▸ Instructions for the task: Reproduce each line of the entries that carries "sendMessage".

Start of Block

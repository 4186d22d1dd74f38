//! Notification adapters.
//!
//! `LogNotifier` is the default sink: every message lands in the tracing
//! output and nothing leaves the machine. `TelegramNotifier` pushes the
//! same messages through the Telegram Bot API for phones that need to buzz.

use anyhow::{Context, Result};
use tracing::info;

use crate::ports::{Notification, NotificationPort, Urgency};

/// Render a notification as a single human-readable line.
///
/// Shared by both adapters so the Telegram text and the log line agree.
pub fn render_message(notification: &Notification) -> String {
    let urgency = match notification.urgency {
        Urgency::Low => "",
        Urgency::Normal => "",
        Urgency::High => "[!] ",
        Urgency::Critical => "[!!] ",
    };
    let mut line = format!(
        "{urgency}L{} — {}",
        notification.level, notification.message
    );
    if !notification.actions.is_empty() {
        let labels: Vec<&str> = notification
            .actions
            .iter()
            .map(|a| a.label.as_str())
            .collect();
        line.push_str(&format!(" ({})", labels.join(" / ")));
    }
    line
}

/// Default sink: structured log output only.
#[derive(Debug, Default)]
pub struct LogNotifier;

impl NotificationPort for LogNotifier {
    fn send(&self, notification: &Notification) -> Result<()> {
        info!(
            user = %notification.user_id,
            level = notification.level,
            urgency = ?notification.urgency,
            "{}",
            render_message(notification)
        );
        Ok(())
    }
}

/// Telegram Bot API sink.
pub struct TelegramNotifier {
    token: String,
    chat_id: String,
    api_base: String,
}

impl TelegramNotifier {
    pub fn new(token: String, chat_id: String) -> Self {
        Self {
            token,
            chat_id,
            api_base: "https://api.telegram.org".to_string(),
        }
    }

    /// Point the adapter at a different API host (tests, proxies).
    #[allow(dead_code)]
    pub fn with_api_base(mut self, api_base: String) -> Self {
        self.api_base = api_base;
        self
    }
}

impl NotificationPort for TelegramNotifier {
    fn send(&self, notification: &Notification) -> Result<()> {
        let url = format!("{}/bot{}/sendMessage", self.api_base, self.token);
        let response = ureq::post(&url)
            .send_json(serde_json::json!({
                "chat_id": self.chat_id,
                "text": render_message(notification),
            }))
            .context("telegram sendMessage failed")?;
        if response.status() != 200 {
            anyhow::bail!("telegram sendMessage returned {}", response.status());
        }
        Ok(())
    }
}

End of Block

▸ Finished exercise:
        let url = format!("{}/bot{}/sendMessage", self.api_base, self.token);
            .context("telegram sendMessage failed")?;
            anyhow::bail!("telegram sendMessage returned {}", response.status());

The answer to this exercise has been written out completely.